What this task involves — Only the line containing "pub fn pending_operations(&self)" and the lines after it, through the end of the data below, are to be returned, each exactly as it stands.

*****

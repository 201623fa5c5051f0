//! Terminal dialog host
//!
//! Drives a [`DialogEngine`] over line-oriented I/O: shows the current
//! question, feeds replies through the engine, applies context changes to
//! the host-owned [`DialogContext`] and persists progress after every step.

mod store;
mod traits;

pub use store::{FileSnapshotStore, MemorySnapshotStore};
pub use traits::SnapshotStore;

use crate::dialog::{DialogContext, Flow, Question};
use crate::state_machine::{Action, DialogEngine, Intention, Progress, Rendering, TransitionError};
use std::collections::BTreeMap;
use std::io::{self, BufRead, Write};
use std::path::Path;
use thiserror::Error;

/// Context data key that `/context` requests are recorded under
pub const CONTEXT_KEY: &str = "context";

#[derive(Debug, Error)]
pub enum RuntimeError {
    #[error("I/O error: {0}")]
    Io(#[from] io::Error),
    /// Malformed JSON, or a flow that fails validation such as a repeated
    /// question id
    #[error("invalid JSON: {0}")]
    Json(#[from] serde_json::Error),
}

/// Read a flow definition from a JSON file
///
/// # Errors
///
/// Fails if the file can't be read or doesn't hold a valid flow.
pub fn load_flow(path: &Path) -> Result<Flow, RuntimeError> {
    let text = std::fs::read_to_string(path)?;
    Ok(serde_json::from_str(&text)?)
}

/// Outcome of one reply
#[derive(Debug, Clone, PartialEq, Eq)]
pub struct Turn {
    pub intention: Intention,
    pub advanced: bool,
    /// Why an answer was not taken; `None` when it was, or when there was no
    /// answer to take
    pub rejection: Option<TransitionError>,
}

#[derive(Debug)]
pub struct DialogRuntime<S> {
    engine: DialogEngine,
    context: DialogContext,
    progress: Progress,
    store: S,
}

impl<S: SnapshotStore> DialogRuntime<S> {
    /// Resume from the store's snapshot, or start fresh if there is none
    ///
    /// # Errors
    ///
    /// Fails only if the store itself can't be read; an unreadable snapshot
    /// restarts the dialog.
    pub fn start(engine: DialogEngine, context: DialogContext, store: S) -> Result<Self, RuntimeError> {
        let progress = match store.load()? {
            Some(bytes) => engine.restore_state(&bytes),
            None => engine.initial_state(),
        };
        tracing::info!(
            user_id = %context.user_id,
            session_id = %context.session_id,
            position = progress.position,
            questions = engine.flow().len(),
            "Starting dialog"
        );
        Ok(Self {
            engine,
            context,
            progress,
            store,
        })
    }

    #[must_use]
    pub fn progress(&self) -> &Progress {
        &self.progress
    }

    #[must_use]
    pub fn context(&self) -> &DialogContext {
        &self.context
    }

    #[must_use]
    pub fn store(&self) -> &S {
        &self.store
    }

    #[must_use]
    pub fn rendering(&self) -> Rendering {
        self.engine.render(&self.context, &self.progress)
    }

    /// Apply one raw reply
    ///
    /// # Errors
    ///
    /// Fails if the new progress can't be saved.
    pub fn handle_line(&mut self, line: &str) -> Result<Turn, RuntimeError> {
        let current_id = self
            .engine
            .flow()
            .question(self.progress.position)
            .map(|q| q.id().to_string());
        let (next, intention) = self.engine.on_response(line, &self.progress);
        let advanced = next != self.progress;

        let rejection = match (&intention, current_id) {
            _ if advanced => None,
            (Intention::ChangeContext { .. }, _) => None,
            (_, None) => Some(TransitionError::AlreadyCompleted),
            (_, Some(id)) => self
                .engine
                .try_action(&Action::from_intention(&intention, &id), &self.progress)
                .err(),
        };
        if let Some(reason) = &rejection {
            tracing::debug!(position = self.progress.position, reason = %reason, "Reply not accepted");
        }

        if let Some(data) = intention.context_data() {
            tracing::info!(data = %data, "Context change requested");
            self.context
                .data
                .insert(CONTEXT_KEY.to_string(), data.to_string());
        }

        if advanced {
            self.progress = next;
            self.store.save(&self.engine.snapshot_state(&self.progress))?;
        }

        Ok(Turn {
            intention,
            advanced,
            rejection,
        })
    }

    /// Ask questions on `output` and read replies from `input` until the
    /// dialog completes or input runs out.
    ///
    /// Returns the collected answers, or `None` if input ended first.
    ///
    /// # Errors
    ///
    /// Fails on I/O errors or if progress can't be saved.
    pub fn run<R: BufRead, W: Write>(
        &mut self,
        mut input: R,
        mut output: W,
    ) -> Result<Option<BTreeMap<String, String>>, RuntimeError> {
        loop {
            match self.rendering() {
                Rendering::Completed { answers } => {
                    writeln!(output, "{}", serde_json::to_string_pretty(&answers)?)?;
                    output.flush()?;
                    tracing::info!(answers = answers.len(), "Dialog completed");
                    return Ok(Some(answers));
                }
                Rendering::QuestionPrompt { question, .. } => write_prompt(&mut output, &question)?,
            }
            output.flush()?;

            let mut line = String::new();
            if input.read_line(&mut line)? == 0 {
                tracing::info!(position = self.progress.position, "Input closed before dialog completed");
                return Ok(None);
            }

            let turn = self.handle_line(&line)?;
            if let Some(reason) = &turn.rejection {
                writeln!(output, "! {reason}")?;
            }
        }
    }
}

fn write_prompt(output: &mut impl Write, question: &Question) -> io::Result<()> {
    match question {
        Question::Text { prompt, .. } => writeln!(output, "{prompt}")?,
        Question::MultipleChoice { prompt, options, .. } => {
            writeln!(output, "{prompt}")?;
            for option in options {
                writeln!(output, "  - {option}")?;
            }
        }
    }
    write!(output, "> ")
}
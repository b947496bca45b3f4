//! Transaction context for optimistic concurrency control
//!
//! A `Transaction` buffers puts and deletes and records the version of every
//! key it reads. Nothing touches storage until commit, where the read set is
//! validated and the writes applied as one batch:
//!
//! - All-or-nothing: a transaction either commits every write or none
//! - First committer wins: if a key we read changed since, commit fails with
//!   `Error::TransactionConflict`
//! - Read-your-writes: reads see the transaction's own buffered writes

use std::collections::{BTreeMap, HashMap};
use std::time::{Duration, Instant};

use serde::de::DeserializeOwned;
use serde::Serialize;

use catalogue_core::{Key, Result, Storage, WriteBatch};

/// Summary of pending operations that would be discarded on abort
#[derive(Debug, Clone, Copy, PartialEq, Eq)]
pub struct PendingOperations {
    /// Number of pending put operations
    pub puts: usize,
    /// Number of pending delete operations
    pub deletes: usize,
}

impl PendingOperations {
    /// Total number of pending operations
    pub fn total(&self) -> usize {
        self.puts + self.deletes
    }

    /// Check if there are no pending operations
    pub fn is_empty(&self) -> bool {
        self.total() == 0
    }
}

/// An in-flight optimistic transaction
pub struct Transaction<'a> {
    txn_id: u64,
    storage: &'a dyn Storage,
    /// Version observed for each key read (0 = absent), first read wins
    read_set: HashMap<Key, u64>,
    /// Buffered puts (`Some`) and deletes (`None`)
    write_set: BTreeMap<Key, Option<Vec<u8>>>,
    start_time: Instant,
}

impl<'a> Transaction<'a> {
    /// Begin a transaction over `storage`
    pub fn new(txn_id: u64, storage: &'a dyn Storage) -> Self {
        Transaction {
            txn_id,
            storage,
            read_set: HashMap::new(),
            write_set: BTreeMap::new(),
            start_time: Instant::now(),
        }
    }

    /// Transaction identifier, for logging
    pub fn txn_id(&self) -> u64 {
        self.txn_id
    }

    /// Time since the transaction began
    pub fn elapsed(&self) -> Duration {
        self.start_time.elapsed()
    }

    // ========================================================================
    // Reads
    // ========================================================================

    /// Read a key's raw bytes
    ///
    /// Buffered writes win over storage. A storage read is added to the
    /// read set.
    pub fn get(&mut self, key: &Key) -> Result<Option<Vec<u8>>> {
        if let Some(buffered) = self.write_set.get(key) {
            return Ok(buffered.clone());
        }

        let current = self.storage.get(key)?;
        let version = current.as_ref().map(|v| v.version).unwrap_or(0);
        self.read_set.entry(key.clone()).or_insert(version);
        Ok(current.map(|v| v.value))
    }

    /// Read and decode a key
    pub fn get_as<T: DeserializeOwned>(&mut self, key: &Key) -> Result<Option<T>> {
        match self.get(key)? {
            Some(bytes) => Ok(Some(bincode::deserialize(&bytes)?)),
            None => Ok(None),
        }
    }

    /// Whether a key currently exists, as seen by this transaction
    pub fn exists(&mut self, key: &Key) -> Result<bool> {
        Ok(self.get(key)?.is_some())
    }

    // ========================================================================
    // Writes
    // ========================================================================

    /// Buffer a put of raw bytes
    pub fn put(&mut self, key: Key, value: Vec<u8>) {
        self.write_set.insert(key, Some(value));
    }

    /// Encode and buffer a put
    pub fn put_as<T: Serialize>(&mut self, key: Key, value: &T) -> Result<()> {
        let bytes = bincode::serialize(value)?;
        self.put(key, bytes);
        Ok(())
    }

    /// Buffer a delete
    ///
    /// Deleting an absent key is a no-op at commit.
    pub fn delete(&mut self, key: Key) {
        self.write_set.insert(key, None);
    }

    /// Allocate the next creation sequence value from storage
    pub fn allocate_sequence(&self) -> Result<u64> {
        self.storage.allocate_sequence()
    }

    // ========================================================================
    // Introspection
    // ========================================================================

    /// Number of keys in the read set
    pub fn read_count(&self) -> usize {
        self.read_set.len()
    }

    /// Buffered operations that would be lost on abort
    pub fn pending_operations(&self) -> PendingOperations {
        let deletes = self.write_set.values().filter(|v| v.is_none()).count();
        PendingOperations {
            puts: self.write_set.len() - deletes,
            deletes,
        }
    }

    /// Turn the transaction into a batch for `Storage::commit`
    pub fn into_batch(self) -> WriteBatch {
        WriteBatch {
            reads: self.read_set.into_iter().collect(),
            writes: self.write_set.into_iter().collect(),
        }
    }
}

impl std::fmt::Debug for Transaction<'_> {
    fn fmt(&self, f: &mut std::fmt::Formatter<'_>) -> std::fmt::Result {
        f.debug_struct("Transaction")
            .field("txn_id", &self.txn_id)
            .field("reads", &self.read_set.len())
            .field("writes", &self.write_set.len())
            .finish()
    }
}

*****

Your solution —
    pub fn pending_operations(&self) -> PendingOperations {
        let deletes = self.write_set.values().filter(|v| v.is_none()).count();
        PendingOperations {
            puts: self.write_set.len() - deletes,
            deletes,
        }
    }

    /// Turn the transaction into a batch for `Storage::commit`
    pub fn into_batch(self) -> WriteBatch {
        WriteBatch {
            reads: self.read_set.into_iter().collect(),
            writes: self.write_set.into_iter().collect(),
        }
    }
}

impl std::fmt::Debug for Transaction<'_> {
    fn fmt(&self, f: &mut std::fmt::Formatter<'_>) -> std::fmt::Result {
        f.debug_struct("Transaction")
            .field("txn_id", &self.txn_id)
            .field("reads", &self.read_set.len())
            .field("writes", &self.write_set.len())
            .finish()
    }
}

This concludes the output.